Saved entries:
============

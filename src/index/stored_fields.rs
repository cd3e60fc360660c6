//! Stored field values. `<segment>.fdx` holds one big-endian pointer per
//! document into `<segment>.fdt`, where each document is a compression
//! tag, the raw length, the block length and the block itself. Blocks are
//! bincode-encoded field lists.

use crate::compression::compress::{CompressedBlock, CompressionType};
use crate::core::error::{Error, Result};
use crate::core::types::{DocId, Document, Field};
use crate::storage::directory::Directory;
use crate::storage::index_input::IndexInput;
use crate::storage::index_output::IndexOutput;

pub struct StoredFieldsWriter {
    index: Box<dyn IndexOutput>,
    data: Box<dyn IndexOutput>,
    count: u32,
}

impl StoredFieldsWriter {
    pub fn new(directory: &dyn Directory, segment: &str) -> Result<Self> {
        Ok(StoredFieldsWriter {
            index: directory.create_output(&format!("{}.fdx", segment))?,
            data: directory.create_output(&format!("{}.fdt", segment))?,
            count: 0,
        })
    }

    /// Writes the stored fields of `doc`; unstored fields are dropped.
    pub fn add_document(&mut self, doc: &Document) -> Result<()> {
        let stored: Vec<&Field> = doc.fields.iter().filter(|f| f.stored).collect();
        self.add_fields(&stored)
    }

    fn add_fields(&mut self, fields: &[&Field]) -> Result<()> {
        let raw = bincode::serialize(fields)?;
        let block = CompressedBlock::compress_auto(&raw)?;

        self.index.write_long(self.data.file_pointer() as i64)?;
        self.data.write_byte(block.compression.tag())?;
        self.data.write_vint(block.original_size as u32)?;
        self.data.write_vint(block.data.len() as u32)?;
        self.data.write_bytes(&block.data)?;
        self.count += 1;
        Ok(())
    }

    pub fn count(&self) -> u32 {
        self.count
    }

    pub fn close(mut self) -> Result<()> {
        self.index.close()?;
        self.data.close()
    }
}

#[derive(Clone)]
pub struct StoredFieldsReader {
    index: IndexInput,
    data: IndexInput,
    size: u32,
}

impl StoredFieldsReader {
    pub fn open(directory: &dyn Directory, segment: &str) -> Result<Self> {
        let index = directory.open_input(&format!("{}.fdx", segment))?;
        let data = directory.open_input(&format!("{}.fdt", segment))?;
        if index.len() % 8 != 0 {
            return Err(Error::corruption(format!("{} has a partial pointer", index.name())));
        }
        let size = (index.len() / 8) as u32;
        Ok(StoredFieldsReader { index, data, size })
    }

    pub fn size(&self) -> u32 {
        self.size
    }

    /// Stored fields of document `n`. Takes private cursors, so shared
    /// readers need no locking.
    pub fn document(&self, n: DocId) -> Result<Document> {
        if n >= self.size {
            return Err(Error::invalid_argument(format!(
                "document {} out of range ({} stored)",
                n, self.size
            )));
        }
        let mut index = self.index.clone();
        index.seek(n as u64 * 8)?;
        let pointer = index.read_long()?;
        let pointer = u64::try_from(pointer)
            .map_err(|_| Error::corruption(format!("negative pointer in {}", index.name())))?;

        let mut data = self.data.clone();
        data.seek(pointer)?;
        let compression = CompressionType::from_tag(data.read_byte()?)?;
        let original_size = data.read_vint()? as usize;
        let len = data.read_vint()? as usize;
        let block = CompressedBlock {
            data: data.read_bytes(len)?.to_vec(),
            original_size,
            compression,
        };
        let raw = block.decompress()?;
        let fields: Vec<Field> = bincode::deserialize(&raw)?;
        Ok(Document { fields, boost: 1.0 })
    }
}
//! Deleted documents of a segment, kept as a roaring bitmap in `<segment>.del`.

use roaring::RoaringBitmap;

use crate::core::error::{Error, Result};
use crate::storage::directory::Directory;

pub fn read_deletions(directory: &dyn Directory, file: &str) -> Result<RoaringBitmap> {
    let input = directory.open_input(file)?;
    RoaringBitmap::deserialize_from(input.bytes().as_ref())
        .map_err(|e| Error::corruption(format!("{} in {}", e, file)))
}

/// Replaces `file` atomically.
pub fn write_deletions(directory: &dyn Directory, file: &str, deleted: &RoaringBitmap) -> Result<()> {
    let mut data = Vec::with_capacity(deleted.serialized_size());
    deleted.serialize_into(&mut data)?;
    let tmp = format!("{}.tmp", file);
    let mut out = directory.create_output(&tmp)?;
    out.write_bytes(&data)?;
    out.close()?;
    directory.rename_file(&tmp, file)
}

#[cfg(test)]
mod tests {
    use super::*;
    use crate::storage::ram_directory::RamDirectory;

    #[test]
    fn bitmap_round_trips() {
        let dir = RamDirectory::new();
        let deleted: RoaringBitmap = [1, 5, 70_000].into_iter().collect();
        write_deletions(&dir, "_3.del", &deleted).unwrap();
        assert_eq!(read_deletions(&dir, "_3.del").unwrap(), deleted);
        assert_eq!(dir.list().unwrap(), vec!["_3.del".to_string()]);
    }

    #[test]
    fn garbage_is_corruption() {
        let dir = RamDirectory::new();
        let mut out = dir.create_output("_4.del").unwrap();
        out.write_bytes(&[1, 2, 3]).unwrap();
        out.close().unwrap();
        assert!(read_deletions(&dir, "_4.del").is_err());
    }
}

============

WORK REQUEST:
Copy exactly the stretch of data above from the line with "big-endian pointer per" through the line with "pub struct StoredFieldsWriter", and omit all other lines.

ANSWER FOR THIS EXERCISE:
//! Stored field values. `<segment>.fdx` holds one big-endian pointer per
//! document into `<segment>.fdt`, where each document is a compression
//! tag, the raw length, the block length and the block itself. Blocks are
//! bincode-encoded field lists.

use crate::compression::compress::{CompressedBlock, CompressionType};
use crate::core::error::{Error, Result};
use crate::core::types::{DocId, Document, Field};
use crate::storage::directory::Directory;
use crate::storage::index_input::IndexInput;
use crate::storage::index_output::IndexOutput;

pub struct StoredFieldsWriter {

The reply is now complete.